What to do - Lines with the word "write" are the answer; copy each of them from the data below.

---------------

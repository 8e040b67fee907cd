//! Access to the compound file container that wraps a `.msg` message.
//!
//! The parser only needs a small capability: look up named entries inside
//! a directory, tell directories from documents, and open a document as a
//! [`ByteStream`]. [`Container`] captures that; [`CfbContainer`] implements it
//! on top of the `cfb` crate.

pub mod compound;
pub mod stream;

use std::path::{Path, PathBuf};

use crate::error::{MsgError, Result};

pub use compound::CfbContainer;
pub use stream::ByteStream;

/// Read-only view over a compound file.
pub trait Container {
    /// Look up the entry at `path`. Returns `None` if it does not exist.
    fn lookup(&self, path: &Path) -> Option<Entry>;

    /// Open a document and read it fully into a [`ByteStream`].
    fn open_stream(&mut self, document: &Document) -> Result<ByteStream>;
}

/// A named entry: either a directory (storage) or a document (stream).
#[derive(Debug, Clone, PartialEq, Eq)]
pub enum Entry {
    Directory(Directory),
    Document(Document),
}

/// A document entry.
#[derive(Debug, Clone, PartialEq, Eq)]
pub struct Document {
    pub path: PathBuf,
    pub len: u64,
}

/// A directory entry, identified by its absolute path in the container.
#[derive(Debug, Clone, PartialEq, Eq)]
pub struct Directory {
    path: PathBuf,
}

impl Directory {
    /// The container's root directory.
    pub fn root() -> Self {
        Self {
            path: PathBuf::from("/"),
        }
    }

    pub fn at(path: impl Into<PathBuf>) -> Self {
        Self { path: path.into() }
    }

    pub fn path(&self) -> &Path {
        &self.path
    }

    /// `None` for the root.
    pub fn parent(&self) -> Option<Directory> {
        self.path.parent().map(Directory::at)
    }

    pub fn is_root(&self) -> bool {
        self.parent().is_none()
    }

    pub fn child_path(&self, name: &str) -> PathBuf {
        self.path.join(name)
    }

    pub fn get_entry<C: Container + ?Sized>(&self, container: &C, name: &str) -> Result<Entry> {
        container
            .lookup(&self.child_path(name))
            .ok_or_else(|| MsgError::MissingEntry {
                directory: self.to_string(),
                name: name.to_string(),
            })
    }

    pub fn has_entry<C: Container + ?Sized>(&self, container: &C, name: &str) -> bool {
        container.lookup(&self.child_path(name)).is_some()
    }

    /// Child entry `name`, which must be a directory.
    pub fn directory<C: Container + ?Sized>(&self, container: &C, name: &str) -> Result<Directory> {
        match self.get_entry(container, name)? {
            Entry::Directory(dir) => Ok(dir),
            Entry::Document(doc) => Err(MsgError::NotADirectory(doc.path.display().to_string())),
        }
    }

    /// Child entry `name`, which must be a document.
    pub fn document<C: Container + ?Sized>(&self, container: &C, name: &str) -> Result<Document> {
        match self.get_entry(container, name)? {
            Entry::Document(doc) => Ok(doc),
            Entry::Directory(dir) => Err(MsgError::NotADocument(dir.to_string())),
        }
    }

    /// Open child document `name`.
    pub fn open_stream<C: Container + ?Sized>(
        &self,
        container: &mut C,
        name: &str,
    ) -> Result<ByteStream> {
        let document = self.document(container, name)?;
        container.open_stream(&document)
    }
}

impl std::fmt::Display for Directory {
    fn fmt(&self, f: &mut std::fmt::Formatter<'_>) -> std::fmt::Result {
        write!(f, "{}", self.path.display())
    }
}

#[cfg(test)]
mod tests {
    use super::*;

    #[test]
    fn test_root_has_no_parent() {
        let root = Directory::root();
        assert!(root.is_root());
        assert!(root.parent().is_none());
    }

    #[test]
    fn test_child_parent() {
        let child = Directory::at(Directory::root().child_path("__attach_version1.0_#00000000"));
        assert!(!child.is_root());
        assert_eq!(child.parent(), Some(Directory::root()));
        assert_eq!(child.to_string(), "/__attach_version1.0_#00000000");
    }
}
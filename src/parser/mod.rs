//! `.msg` parsing: directory headers, property records and the recursive
//! message builder.

pub mod builder;
pub mod decoder;
pub mod header;
pub mod naming;
pub mod walker;

use serde::{Deserialize, Serialize};

pub use builder::{parse_message, parse_msg_file, MsgParser};

/// Default limit on embedded-message nesting.
pub const DEFAULT_MAX_DEPTH: usize = 32;

/// What to do when a variable-size property's backing stream is absent.
#[derive(Debug, Clone, Copy, PartialEq, Eq, Default, Serialize, Deserialize)]
#[serde(rename_all = "lowercase")]
pub enum MissingStreamPolicy {
    /// Abort the parse with `MissingAuxiliaryStream`.
    #[default]
    Fail,
    /// Store an empty value of the declared type and continue.
    Empty,
}

/// Parser settings. Also the `[parser]` section of the config file.
#[derive(Debug, Clone, PartialEq, Eq, Serialize, Deserialize)]
#[serde(default)]
pub struct ParseOptions {
    /// Maximum depth of embedded messages (the root message is depth 0).
    pub max_depth: usize,
    /// Handling of missing auxiliary streams, applied to every property.
    pub missing_streams: MissingStreamPolicy,
}

impl Default for ParseOptions {
    fn default() -> Self {
        Self {
            max_depth: DEFAULT_MAX_DEPTH,
            missing_streams: MissingStreamPolicy::Fail,
        }
    }
}
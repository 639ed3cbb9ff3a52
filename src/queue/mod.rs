//! Named FIFO lists used for the intake queue and the per-recipient inboxes.
//!
//! Backends:
//! - `FileQueue`:   one directory per list, one file per item (shared across processes)
//! - `MemoryQueue`: in-process lists, for tests and embedding

use async_trait::async_trait;
use thiserror::Error;

pub mod file;
pub mod memory;

pub use file::FileQueue;
pub use memory::MemoryQueue;

/// Default name of the intake list.
pub const DEFAULT_INTAKE: &str = "incoming";

/// Prefix of per-recipient inbox lists.
pub const INBOX_PREFIX: &str = "inbox:";

/// List key of `recipient`'s inbox.
pub fn inbox_key(recipient: &str) -> String {
    format!("{INBOX_PREFIX}{recipient}")
}

#[derive(Error, Debug)]
pub enum QueueError {
    #[error("IO error: {0}")]
    Io(#[from] std::io::Error),

    #[error("Queue item {0} is not valid UTF-8")]
    Corrupt(String),

    #[error("Queue task failed: {0}")]
    Task(String),

    #[error("{0}")]
    Other(String),
}

/// A set of named FIFO lists.
///
/// Implementations must be safe to share between the ingestion loop and any
/// number of producers; each pushed item is returned by at most one `pop`.
#[async_trait]
pub trait MessageQueue: Send + Sync {
    /// Append `value` to the tail of `key`.
    async fn push(&self, key: &str, value: &str) -> Result<(), QueueError>;

    /// Remove and return the head of `key`, or `None` when the list is empty.
    async fn pop(&self, key: &str) -> Result<Option<String>, QueueError>;

    /// Number of items currently in `key`.
    async fn len(&self, key: &str) -> Result<usize, QueueError>;

    /// All items of `key`, head first, without removing them.
    async fn peek_all(&self, key: &str) -> Result<Vec<String>, QueueError>;
}
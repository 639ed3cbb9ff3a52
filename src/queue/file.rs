//! File-based list backend.
//!
//! Layout under the root directory:
//! - <list>/          : one directory per list key (key bytes outside
//!                      `[A-Za-z0-9_.-]` are %-escaped)
//! - <list>/<ulid>.msg: one pending item, ordered by its monotonic ULID
//!
//! Items are written as `.tmp` and renamed into place, so a reader never sees
//! a partial item. `pop` claims the head with a rename to `.claim` before
//! reading it; only one popper can win that rename.

use async_trait::async_trait;
use std::fs;
use std::io::ErrorKind;
use std::path::{Path, PathBuf};
use std::sync::{Arc, Mutex};

use super::{MessageQueue, QueueError};

const ITEM_EXT: &str = "msg";
const TEMP_EXT: &str = "tmp";
const CLAIM_EXT: &str = "claim";

#[derive(Clone)]
pub struct FileQueue {
    root: PathBuf,
    ids: Arc<Mutex<ulid::Generator>>,
}

impl FileQueue {
    /// Open (creating if needed) a queue rooted at `root`.
    pub fn open(root: impl Into<PathBuf>) -> Result<Self, QueueError> {
        let root = root.into();
        if !root.exists() {
            fs::create_dir_all(&root)?;
            tracing::debug!("Created queue directory: {}", root.display());
        }
        Ok(Self {
            root,
            ids: Arc::new(Mutex::new(ulid::Generator::new())),
        })
    }

    fn list_dir(&self, key: &str) -> PathBuf {
        self.root.join(escape_key(key))
    }

    fn next_id(&self) -> Result<String, QueueError> {
        let mut ids = self
            .ids
            .lock()
            .map_err(|_| QueueError::Other("id generator lock poisoned".to_string()))?;
        // Overflow only happens after 2^80 ids within one millisecond.
        let id = ids
            .generate()
            .map_err(|e| QueueError::Other(format!("id generation: {}", e)))?;
        Ok(id.to_string())
    }
}

#[async_trait]
impl MessageQueue for FileQueue {
    async fn push(&self, key: &str, value: &str) -> Result<(), QueueError> {
        let dir = self.list_dir(key);
        let id = self.next_id()?;
        let value = value.to_string();
        blocking(move || push_item(&dir, &id, &value)).await
    }

    async fn pop(&self, key: &str) -> Result<Option<String>, QueueError> {
        let dir = self.list_dir(key);
        blocking(move || pop_item(&dir)).await
    }

    async fn len(&self, key: &str) -> Result<usize, QueueError> {
        let dir = self.list_dir(key);
        blocking(move || Ok(pending_items(&dir)?.len())).await
    }

    async fn peek_all(&self, key: &str) -> Result<Vec<String>, QueueError> {
        let dir = self.list_dir(key);
        blocking(move || {
            let mut items = Vec::new();
            for path in pending_items(&dir)? {
                match fs::read(&path) {
                    Ok(bytes) => items.push(into_text(&path, bytes)?),
                    // Popped between listing and reading.
                    Err(e) if e.kind() == ErrorKind::NotFound => continue,
                    Err(e) => return Err(e.into()),
                }
            }
            Ok(items)
        })
        .await
    }
}

async fn blocking<T, F>(f: F) -> Result<T, QueueError>
where
    F: FnOnce() -> Result<T, QueueError> + Send + 'static,
    T: Send + 'static,
{
    tokio::task::spawn_blocking(f)
        .await
        .map_err(|e| QueueError::Task(e.to_string()))?
}

fn push_item(dir: &Path, id: &str, value: &str) -> Result<(), QueueError> {
    fs::create_dir_all(dir)?;

    let temp = dir.join(format!("{}.{}", id, TEMP_EXT));
    let target = dir.join(format!("{}.{}", id, ITEM_EXT));
    fs::write(&temp, value)?;
    fs::rename(&temp, &target)?;

    tracing::trace!("Pushed item {} to {}", id, dir.display());
    Ok(())
}

fn pop_item(dir: &Path) -> Result<Option<String>, QueueError> {
    for path in pending_items(dir)? {
        let claimed = path.with_extension(CLAIM_EXT);
        match fs::rename(&path, &claimed) {
            Ok(()) => {}
            // Another popper won this one; try the next.
            Err(e) if e.kind() == ErrorKind::NotFound => continue,
            Err(e) => return Err(e.into()),
        }

        let bytes = fs::read(&claimed)?;
        fs::remove_file(&claimed)?;
        return into_text(&path, bytes).map(Some);
    }
    Ok(None)
}

/// Pending item paths of a list, head first.
fn pending_items(dir: &Path) -> Result<Vec<PathBuf>, QueueError> {
    let entries = match fs::read_dir(dir) {
        Ok(entries) => entries,
        Err(e) if e.kind() == ErrorKind::NotFound => return Ok(vec![]),
        Err(e) => return Err(e.into()),
    };

    let mut items = Vec::new();
    for entry in entries {
        let path = entry?.path();
        if path.extension().map_or(false, |ext| ext == ITEM_EXT) {
            items.push(path);
        }
    }
    // ULIDs sort lexicographically in creation order.
    items.sort();
    Ok(items)
}

fn into_text(path: &Path, bytes: Vec<u8>) -> Result<String, QueueError> {
    String::from_utf8(bytes).map_err(|_| {
        let id = path
            .file_stem()
            .and_then(|s| s.to_str())
            .unwrap_or_default()
            .to_string();
        QueueError::Corrupt(id)
    })
}

fn escape_key(key: &str) -> String {
    let mut out = String::with_capacity(key.len());
    for byte in key.bytes() {
        if byte.is_ascii_alphanumeric() || matches!(byte, b'_' | b'.' | b'-') {
            out.push(byte as char);
        } else {
            out.push_str(&format!("%{:02X}", byte));
        }
    }
    out
}
//! Courier - point-to-point message ingestion and history API.

use clap::Parser;
use std::process::ExitCode;

use courier::{logging, Commands};

#[tokio::main]
async fn main() -> ExitCode {
    let args = Commands::parse();

    let settings = match args.settings() {
        Ok(settings) => settings,
        Err(e) => {
            eprintln!("Error: {:#}", e);
            return ExitCode::FAILURE;
        }
    };

    // Held until exit so buffered log lines reach the file.
    let _guard = match logging::init(&settings.logging) {
        Ok((guard, _)) => guard,
        Err(e) => {
            eprintln!("Failed to initialize logging: {}", e);
            return ExitCode::FAILURE;
        }
    };

    match args.run(settings).await {
        Ok(()) => ExitCode::SUCCESS,
        Err(e) => {
            tracing::error!("{:#}", e);
            eprintln!("Error: {:#}", e);
            ExitCode::FAILURE
        }
    }
}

---------------

Expected answer -
        write!(f, "{}", self.path.display())
    fs::write(&temp, value)?;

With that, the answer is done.